Später seien dann Nachtausflüge dazugekommen, die heute in
abgewandelter Form aktuell sind. So bringt etwa Thoams Cook seine
Gäste bei einer Disko-Tour „mit dem Party Shuttle” zu drei
angesagten Clubs in einer Nacht. Und führt Neugierige durch die
„Chaotenmeile” von Arenal bei Nacht mit dem Versprechen: „Vergessen
Sie alles, was Sie bisher durch die Medien gehört haben – die
Wirklichkeit ist noch viel verrückter”.
Thomas Cook, so „Resident Manager” Marleen Van Assche, habe in
diesem Jahr keinen Rückgang bei der Nachfrage an Ausflügen
verbucht. Je nach Urlaubsort und Hotel würden den Gästen andere
Ausflüge schmackhaft gemacht: Ob Familien mit Kindern,
Abenteuerlustige, Naturliebhaber oder Kulturinteressierte – für
alle ist etwas dabei. Sehr gut verkaufe sich neben der klassischen
Inselrundfahrt die Show im Son Amar: „Das hat einen guten Ruf und
ist absolut reklamationsfrei.” Natürlich können Mallorca-Besucher
die Insel auch auf eigene Faust mit dem Mietwagen erkunden.

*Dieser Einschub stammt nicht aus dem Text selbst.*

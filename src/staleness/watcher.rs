use std::time::Duration;

use async_trait::async_trait;
use tokio::sync::{broadcast, mpsc};
use tokio::time::MissedTickBehavior;

use super::bus::Invalidation;
use super::channel::Freshness;

/// Why a display consumer is checking its staleness flag.
#[derive(Debug, Clone, Copy, PartialEq, Eq)]
pub enum Trigger {
    /// Recurring poll while the display is mounted.
    Tick,
    /// The display became visible again.
    Visibility,
    /// The display regained input focus.
    Focus,
    /// An invalidation for this section arrived on the bus.
    Invalidated,
}

/// A display that re-reads its section when its staleness flag is set.
#[async_trait]
pub trait StaleConsumer: Send {
    /// Section slug this consumer displays.
    fn group(&self) -> &str;

    /// Consume the staleness flag and reload if it was set.
    async fn on_trigger(&mut self, trigger: Trigger) -> Freshness;
}

/// Counters returned when a watch loop ends.
#[derive(Debug, Default, Clone, Copy, PartialEq, Eq)]
pub struct WatchSummary {
    pub triggers: u64,
    pub reloads: u64,
}

/// Drive `consumer` from every trigger source until the display unmounts
/// (the `triggers` sender is dropped).
///
/// Sources are independent and may all fire for one commit. The consumer's
/// flag makes the first one win; the rest see `Fresh` and no-op. A closed
/// bus disables only the bus source, polling continues.
pub async fn watch<C: StaleConsumer>(
    consumer: &mut C,
    poll_interval: Duration,
    mut bus: broadcast::Receiver<Invalidation>,
    mut triggers: mpsc::Receiver<Trigger>,
) -> WatchSummary {
    let group = consumer.group().to_string();
    let mut interval = tokio::time::interval(poll_interval.max(Duration::from_millis(1)));
    interval.set_missed_tick_behavior(MissedTickBehavior::Delay);

    let mut bus_open = true;
    let mut summary = WatchSummary::default();

    loop {
        let trigger = tokio::select! {
            _ = interval.tick() => Trigger::Tick,

            result = bus.recv(), if bus_open => {
                match result {
                    Ok(inv) if inv.group == group => Trigger::Invalidated,
                    Ok(_) => continue,
                    Err(broadcast::error::RecvError::Lagged(skipped)) => {
                        tracing::debug!(%group, skipped, "invalidation bus lagged");
                        Trigger::Invalidated
                    }
                    Err(broadcast::error::RecvError::Closed) => {
                        bus_open = false;
                        continue;
                    }
                }
            }

            external = triggers.recv() => {
                match external {
                    Some(trigger) => trigger,
                    None => break,
                }
            }
        };

        summary.triggers += 1;
        if consumer.on_trigger(trigger).await.is_stale() {
            summary.reloads += 1;
        } else {
            tracing::trace!(%group, ?trigger, "flag idle");
        }
    }

    tracing::debug!(%group, triggers = summary.triggers, reloads = summary.reloads, "display watcher stopped");
    summary
}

Tipps für Ausflüge und über Sehenswürdigkeiten gibt unter
anderem das Touristeninformationsbüro an der Plaça de la Reina in
Palma. Leiterin Mercedes Truyols glaubt, dass die Zeit des
organisierten Ausflugs fast abgelaufen sei: „Mallorca ist heute
kein Ausland mehr für die Urlauber. Sie haben keine Angst mehr,
sich selbstständig zu bewegen.” Dazu müsse allerdings der
öffentliche Personennahverkehr deutlich verbessert werden: „Dieses
Thema wurde hier zu spät angegangen.”